Comme Adolescentes, Madame Hofmann est très ancré dans la période de son tournage : il y est ainsi question de l'élection présidentielle de 2022 et de la guerre en Ukraine : "C’est sûr que nous vivons l’une des périodes les plus anxiogènes que l’on ait vécu en Europe et cela s’est répercuté dans le film. Après quarante années de travail, Sylvie décide finalement de partir de l’hôpital, à bout, et de prendre sa retraite."
"Il s’agit de sauver sa peau, elle a quand même fait un AVC, alors dès qu’elle a entraperçu une porte de sortie, elle l’a saisie. Elle ne veut pas suivre le même parcours que sa mère. Elle veut échapper à ce destin de maladies chroniques, reprendre possession de sa vie et enfin se construire une existence décente. Le film bascule à ce moment-là dans son deuxième acte en essayant d’accompagner Sylvie dans une forme de libération."
"D’ailleurs, je me demande ce qui va se passer lorsque tous les soignants de sa génération partiront de l’hôpital. La nouvelle génération est plus soucieuse de justice sociale et du traitement qui leur est réservé. On voit bien qu’il y a là un conflit de génération qui percute l’hôpital. Les soignants seront de moins en moins malléables, l’hôpital va muter, c’est inévitable", raconte le metteur en scène Sébastien Lifshitz.
A la fin du tournage, Sébastien Lifshitz avait environ 150 heures de rushes : "Dans le documentaire, la question du montage est essentielle parce que c’est le moment où l’on structure véritablement le récit, il n’y a pas de scénario pré-existant. Avec Delphine Genest, ma monteuse, ce qui nous a paru évident, c’est que dans les premiers mois où j’entre dans la vie de Sylvie, sa vie est sous tension."

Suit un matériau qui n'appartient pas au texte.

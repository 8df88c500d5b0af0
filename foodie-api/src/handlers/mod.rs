pub mod dish;
pub mod restaurant;

pub use dish::router as dish_router;
pub use restaurant::router as restaurant_router;

use axum::{Router, http::Uri};
use foodie_store::Store;
use tower_http::{cors::CorsLayer, trace::TraceLayer};
use utoipa::OpenApi;
use utoipa_swagger_ui::SwaggerUi;

use crate::error::ApiError;

#[derive(Clone)]
pub struct AppState {
    pub store: Store,
}

pub fn app(state: AppState) -> Router {
    Router::new()
        .merge(restaurant_router())
        .merge(dish_router())
        .merge(SwaggerUi::new("/swagger-ui").url("/api-docs/openapi.json", ApiDoc::openapi()))
        .fallback(unknown_route)
        .with_state(state)
        .layer(TraceLayer::new_for_http())
        .layer(CorsLayer::permissive())
}

async fn unknown_route(uri: Uri) -> ApiError {
    ApiError::NotFound(format!("No route for {}", uri.path()))
}

#[derive(OpenApi)]
#[openapi(
    paths(
        restaurant::list_restaurants,
        restaurant::get_restaurant,
        restaurant::list_restaurants_by_cuisine,
        restaurant::list_restaurants_by_filter,
        restaurant::list_restaurants_sorted_by_rating,
        dish::list_dishes,
        dish::get_dish,
        dish::list_dishes_by_filter,
        dish::list_dishes_sorted_by_price,
    ),
    components(
        schemas(
            crate::models::Restaurant,
            crate::models::Dish,
            crate::models::ListRestaurantsResponse,
            crate::models::RestaurantDetailsResponse,
            crate::models::ListDishesResponse,
            crate::models::ApiErrorResponse
        )
    ),
    tags(
        (name = "restaurants", description = "Restaurant lookup endpoints"),
        (name = "dishes", description = "Dish lookup endpoints")
    ),
    info(
        title = "Foodie API",
        description = "Read-only restaurant and dish queries",
        version = "1.0.0"
    )
)]
pub struct ApiDoc;
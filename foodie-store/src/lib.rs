pub mod models;
pub mod queries;
pub mod schema;
pub mod store;

#[cfg(any(test, feature = "fixtures"))]
pub mod fixtures;

pub use store::{Store, StoreError};
// Mirrors the externally owned SQLite schema; column names are kept as stored.

diesel::table! {
    dishes (id) {
        id -> Integer,
        name -> Text,
        price -> Double,
        #[sql_name = "isVeg"]
        is_veg -> Bool,
    }
}

diesel::table! {
    restaurants (id) {
        id -> Integer,
        name -> Text,
        cuisine -> Text,
        rating -> Double,
        #[sql_name = "isVeg"]
        is_veg -> Bool,
        #[sql_name = "hasOutdoorSeating"]
        has_outdoor_seating -> Bool,
        #[sql_name = "isLuxury"]
        is_luxury -> Bool,
    }
}

diesel::allow_tables_to_appear_in_same_query!(dishes, restaurants,);
//! # Arcade Client Library
//!
//! The joining node of a two-party arcade game. It holds a full local copy of
//! the world and simulates it itself; the only things that cross the wire
//! during play are inputs, clocks and the occasional position correction.
//!
//! ## Lifecycle
//!
//! A client starts `Disconnected`, sends CONNECT and waits in `Connecting`
//! until the server's FULL_UPDATE arrives. That snapshot replaces the local
//! world wholesale and names the ship the client controls. From then on the
//! session is `Synchronized` until the host quits or goes silent for longer
//! than the liveness window.
//!
//! ### Deterministic Replay
//! Local input is scheduled `LOOKAHEAD` ticks ahead and sent upstream as a
//! KEYSTROKE. Everyone else's input comes back as ACTION messages carrying
//! their due tick, so both nodes apply the same inputs on the same tick.
//!
//! ### Admission Control
//! The local clock may run at most `MAX_CLOCK_DRIFT` ticks ahead of the last
//! clock the server reported. Past that the client stalls and asks for the
//! server's clock instead of advancing.
//!
//! ## Module Organization
//!
//! - `config`: server address, player name and timing settings
//! - `game`: the session state machine around the local world
//! - `network`: the receive loop, outgoing messages and the tick loop
//!
//! ## Usage Example
//!
//! ```rust,no_run
//! use client::config::ClientConfig;
//! use client::network::Client;
//! use tokio::sync::mpsc;
//!
//! #[tokio::main]
//! async fn main() -> Result<(), Box<dyn std::error::Error>> {
//!     let mut client = Client::bind(ClientConfig {
//!         name: "Nova".to_string(),
//!         ..ClientConfig::default()
//!     })
//!     .await?;
//!
//!     let (_console, commands) = mpsc::unbounded_channel();
//!     client.run(commands).await?;
//!     Ok(())
//! }
//! ```

pub mod config;
pub mod game;
pub mod network;
//! Byte-exact encoding used on the wire
//!
//! Everything is serialized with bincode configured for big-endian,
//! fixed-width integers:
//! - integers and doubles are written at their natural width, big-endian
//! - enum variants are prefixed with their index as a 4-byte integer, which is
//!   how opcodes and entity type tags end up on the wire
//! - strings carry an 8-byte length prefix followed by UTF-8 bytes
//! - `bool` is a single byte, `Option<T>` a presence byte then the value
//!
//! Lists that the protocol counts with an `i32` go through [`Counted`].

use crate::error::FramingError;
use bincode::Options;
use serde::de::{self, DeserializeOwned, SeqAccess, Visitor};
use serde::ser::{self, SerializeTuple};
use serde::{Deserialize, Deserializer, Serialize, Serializer};
use std::fmt;
use std::marker::PhantomData;

/// Largest payload a single UDP datagram can carry
pub const MAX_DATAGRAM_SIZE: usize = 65_507;

fn options() -> impl Options {
    bincode::DefaultOptions::new()
        .with_big_endian()
        .with_fixint_encoding()
        .with_limit(MAX_DATAGRAM_SIZE as u64)
        .allow_trailing_bytes()
}

/// Serializes a value into its wire bytes
pub fn encode<T: Serialize>(value: &T) -> Result<Vec<u8>, FramingError> {
    options()
        .serialize(value)
        .map_err(|e| FramingError::Malformed(e.to_string()))
}

/// Deserializes a value from wire bytes
pub fn decode<T: DeserializeOwned>(bytes: &[u8]) -> Result<T, FramingError> {
    options().deserialize(bytes).map_err(FramingError::from)
}

/// A list written as an `i32` count followed by that many records
#[derive(Debug, Clone, PartialEq)]
pub struct Counted<T>(pub Vec<T>);

impl<T> Default for Counted<T> {
    fn default() -> Self {
        Counted(Vec::new())
    }
}

impl<T> From<Vec<T>> for Counted<T> {
    fn from(items: Vec<T>) -> Self {
        Counted(items)
    }
}

impl<T: Serialize> Serialize for Counted<T> {
    fn serialize<S: Serializer>(&self, serializer: S) -> Result<S::Ok, S::Error> {
        let count = i32::try_from(self.0.len())
            .map_err(|_| ser::Error::custom("too many records for an i32 count"))?;

        let mut tuple = serializer.serialize_tuple(self.0.len() + 1)?;
        tuple.serialize_element(&count)?;
        for item in &self.0 {
            tuple.serialize_element(item)?;
        }
        tuple.end()
    }
}

impl<'de, T: Deserialize<'de>> Deserialize<'de> for Counted<T> {
    fn deserialize<D: Deserializer<'de>>(deserializer: D) -> Result<Self, D::Error> {
        struct CountedVisitor<T>(PhantomData<T>);

        impl<'de, T: Deserialize<'de>> Visitor<'de> for CountedVisitor<T> {
            type Value = Counted<T>;

            fn expecting(&self, f: &mut fmt::Formatter) -> fmt::Result {
                f.write_str("an i32 count followed by that many records")
            }

            fn visit_seq<A: SeqAccess<'de>>(self, mut seq: A) -> Result<Self::Value, A::Error> {
                let count: i32 = seq
                    .next_element()?
                    .ok_or_else(|| de::Error::invalid_length(0, &self))?;
                let count = usize::try_from(count).map_err(|_| {
                    de::Error::invalid_value(de::Unexpected::Signed(count.into()), &self)
                })?;

                // The count is untrusted; let the records prove it.
                let mut items = Vec::with_capacity(count.min(256));
                for index in 0..count {
                    let item = seq
                        .next_element()?
                        .ok_or_else(|| de::Error::invalid_length(index + 1, &self))?;
                    items.push(item);
                }
                Ok(Counted(items))
            }
        }

        deserializer.deserialize_tuple(usize::MAX, CountedVisitor(PhantomData))
    }
}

"J’étais face à une personne à bout de nerf et on a essayé de restituer ça dans la première partie du film. Puis, à partir du moment où elle prend la décision de partir à la retraite, elle suit un chemin de libération et le film entre dans un autre rythme, plus intime et joyeux", note le cinéaste.

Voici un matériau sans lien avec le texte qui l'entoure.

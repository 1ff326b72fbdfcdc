use clap::Parser;
use log::{error, info};
use server::config::ServerConfig;
use server::network::Server;
use shared::{Command, InputManager, NetError, DEFAULT_PORT, DEFAULT_TICK_RATE, LOOKAHEAD};
use std::time::Duration;
use tokio::io::{AsyncBufReadExt, BufReader};
use tokio::sync::mpsc;

#[derive(Parser, Debug)]
#[command(author, version, about, long_about = None)]
struct Args {
    /// UDP port to listen on
    #[arg(short, long, default_value_t = DEFAULT_PORT)]
    port: u16,

    /// Simulation ticks per second
    #[arg(short, long, default_value_t = DEFAULT_TICK_RATE)]
    tick_rate: u32,

    /// Ticks between an input and its application
    #[arg(long, default_value_t = LOOKAHEAD)]
    lookahead: u64,

    /// Remote players admitted besides the host
    #[arg(long, default_value_t = 1)]
    max_players: usize,

    /// Seconds of silence before a peer is dropped
    #[arg(long, default_value_t = 5)]
    liveness_secs: u64,

    /// Ticks between position corrections
    #[arg(long, default_value_t = 6)]
    position_interval: u64,

    /// Play on the server under this name; omit for a dedicated server
    #[arg(short, long)]
    name: Option<String>,

    #[arg(long, default_value_t = 6)]
    asteroids: usize,

    #[arg(long, default_value_t = 1)]
    black_holes: usize,

    /// Level generation seed
    #[arg(long, default_value_t = 0)]
    seed: u64,
}

impl From<Args> for ServerConfig {
    fn from(args: Args) -> Self {
        Self {
            port: Some(args.port),
            tick_rate: args.tick_rate,
            lookahead: args.lookahead,
            max_players: args.max_players,
            liveness_window: Duration::from_secs(args.liveness_secs),
            position_interval: args.position_interval,
            host_name: args.name,
            asteroids: args.asteroids,
            black_holes: args.black_holes,
            seed: args.seed,
        }
    }
}

/// Reads console commands from stdin until it closes or `q` is entered
fn spawn_console(commands: mpsc::UnboundedSender<Command>) {
    tokio::spawn(async move {
        let mut input = InputManager::new();
        let mut lines = BufReader::new(tokio::io::stdin()).lines();

        while let Ok(Some(line)) = lines.next_line().await {
            for command in input.parse_line(&line) {
                if commands.send(command).is_err() {
                    return;
                }
            }
        }
    });
}

#[tokio::main]
async fn main() -> Result<(), Box<dyn std::error::Error>> {
    env_logger::init();

    if std::env::var("RUST_LOG").is_err() {
        eprintln!("Set RUST_LOG=info for detailed logging");
    }

    let config = ServerConfig::from(Args::parse());
    let port = config.port.unwrap_or(DEFAULT_PORT);

    let mut server = match Server::bind(config).await {
        Ok(server) => server,
        Err(e @ NetError::Bind { .. }) => {
            error!("{}", e);
            eprintln!("Port {} unavailable", port);
            return Err(e.into());
        }
        Err(e) => return Err(e.into()),
    };

    info!("Starting server on port {}", port);
    info!("Console: +left/-left, +right, +thrust, fire, missile, station, p (pause), r (reset), q (quit)");

    let (console_tx, console_rx) = mpsc::unbounded_channel();
    spawn_console(console_tx);

    server.run(console_rx).await?;

    Ok(())
}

Sébastien Lifshitz nous en dit plus sur son équipe, qui s'est intégrée dans le quotidien d’un service hospitalier et dans l’intimité de Sylvie, Micheline, Fred : "Elio Balézeaux est un jeune chef opérateur qui a été formé à la Ciné-Fabrique. C’est son premier long. Je cherchais quelqu’un de jeune, d’énergique, de sensible au documentaire et qui ait une exigence du cadre. Il a fallu qu’il entre dans une grammaire particulière et très vite, il s’y est adapté."
"La durée du tournage et la récurrence des lieux nous ont aidé à mieux appréhender l’espace, à repérer les angles défaillants et les lumières compliquées. L’urgence des situations nous a aussi forcé à travailler plus à l’épaule, mais dès que l’on pouvait mettre la caméra sur pied, on le faisait. On avait aussi la contrainte du format scope dans des endroits souvent petits. Tout ça a fabriqué une écriture qui s’est affiné au fur et à mesure du tournage."

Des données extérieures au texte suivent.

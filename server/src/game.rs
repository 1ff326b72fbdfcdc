//! Authoritative world and level setup
//!
//! Owns the seeded asteroid field, the optional host ship and the record of
//! which ship motions peers have already been told about.

use crate::config::ServerConfig;
use log::info;
use rand::rngs::StdRng;
use rand::{Rng, SeedableRng};
use shared::entity::{Asteroid, BlackHole};
use shared::{ship_spawn, Body, Entity, EntityId, World, ARENA_HEIGHT, ARENA_WIDTH};
use std::collections::HashMap;

/// Authoritative world plus level setup and change tracking
pub struct Game {
    world: World,
    rng: StdRng,
    asteroids: usize,
    black_holes: usize,
    host_ship: Option<EntityId>,
    /// Motion last sent to peers, per ship
    broadcast_motion: HashMap<EntityId, Body>,
}

impl Game {
    pub fn new(config: &ServerConfig) -> Self {
        let mut game = Self {
            world: World::new(),
            rng: StdRng::seed_from_u64(config.seed),
            asteroids: config.asteroids,
            black_holes: config.black_holes,
            host_ship: None,
            broadcast_motion: HashMap::new(),
        };

        game.populate();
        if let Some(name) = &config.host_name {
            let id = game.spawn_ship(name);
            game.host_ship = Some(id);
            info!("Host ship '{}' spawned with id {}", name, id);
        }
        game
    }

    pub fn world(&self) -> &World {
        &self.world
    }

    pub fn world_mut(&mut self) -> &mut World {
        &mut self.world
    }

    pub fn host_ship(&self) -> Option<EntityId> {
        self.host_ship
    }

    /// Creates a player ship under a fresh id
    pub fn spawn_ship(&mut self, name: &str) -> EntityId {
        let registry = self.world.registry();
        let id = registry.allocate_id();
        registry.add(ship_spawn(id, name));
        id
    }

    pub fn remove_ship(&mut self, id: EntityId) -> Option<Entity> {
        self.broadcast_motion.remove(&id);
        self.world.registry().remove(id)
    }

    /// Discards pending input and rebuilds the level
    ///
    /// Every ship keeps its id and name but goes back to its spawn point.
    pub fn reset(&mut self) {
        let registry = self.world.registry();
        let ships: Vec<(EntityId, String)> = registry
            .ships()
            .into_iter()
            .filter_map(|id| {
                registry
                    .get(id)
                    .and_then(|e| e.as_ship().map(|s| (id, s.name.clone())))
            })
            .collect();

        // Discard right away: input handled before the next tick is relayed
        // and must survive on this node too.
        self.world.scheduler().restore(self.world.tick(), Vec::new());
        registry.clear();
        for (id, name) in &ships {
            registry.add(ship_spawn(*id, name.as_str()));
        }
        self.broadcast_motion.clear();
        self.populate();

        info!(
            "Level reset at tick {}: {} ships, {} entities",
            self.world.tick(),
            ships.len(),
            self.world.registry().len()
        );
    }

    fn populate(&mut self) {
        let registry = self.world.registry();

        for _ in 0..self.black_holes {
            let id = registry.allocate_id();
            let x = self.rng.gen_range(0.0..ARENA_WIDTH);
            let y = self.rng.gen_range(0.0..ARENA_HEIGHT);
            registry.add(Entity::BlackHole(
                Body::new(id, x, y),
                BlackHole {
                    mass: self.rng.gen_range(300.0..800.0),
                    radius: 15.0,
                },
            ));
        }

        for _ in 0..self.asteroids {
            let id = registry.allocate_id();
            // Keep the spawn row clear.
            let x = self.rng.gen_range(0.0..ARENA_WIDTH);
            let y = if self.rng.gen_bool(0.5) {
                self.rng.gen_range(0.0..ARENA_HEIGHT * 0.3)
            } else {
                self.rng.gen_range(ARENA_HEIGHT * 0.7..ARENA_HEIGHT)
            };
            registry.add(Entity::Asteroid(
                Body::new(id, x, y).with_velocity(
                    self.rng.gen_range(-1.0..1.0),
                    self.rng.gen_range(-1.0..1.0),
                ),
                Asteroid {
                    radius: self.rng.gen_range(20.0..40.0),
                    spin: self.rng.gen_range(-0.05..0.05),
                },
            ));
        }
    }

    /// Ships whose motion differs from what peers were last told
    ///
    /// The returned motion is recorded as broadcast.
    pub fn changed_ships(&mut self) -> Vec<Body> {
        let registry = self.world.registry();
        let ships: Vec<Body> = registry
            .ships()
            .into_iter()
            .filter_map(|id| registry.get(id).map(|e| *e.body()))
            .collect();

        self.broadcast_motion
            .retain(|id, _| ships.iter().any(|body| body.id == *id));

        let mut changed = Vec::new();
        for body in ships {
            if self.broadcast_motion.insert(body.id, body) != Some(body) {
                changed.push(body);
            }
        }
        changed
    }
}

"Pour le son, François Abdelnour a demandé aux soignants s’ils étaient d’accord pour être enregistrés en permanence et on leur mettait un micro caché sous leur blouse, ce qui nous permettait d’avoir une certaine liberté avec la perche. Dans l’ensemble, on a eu très peu de refus, que ce soit avec les patients ou l’équipe de soignants. D’ailleurs, je tiens vraiment à remercier l’APHM pour m’avoir permis de filmer autant dans l’hôpital."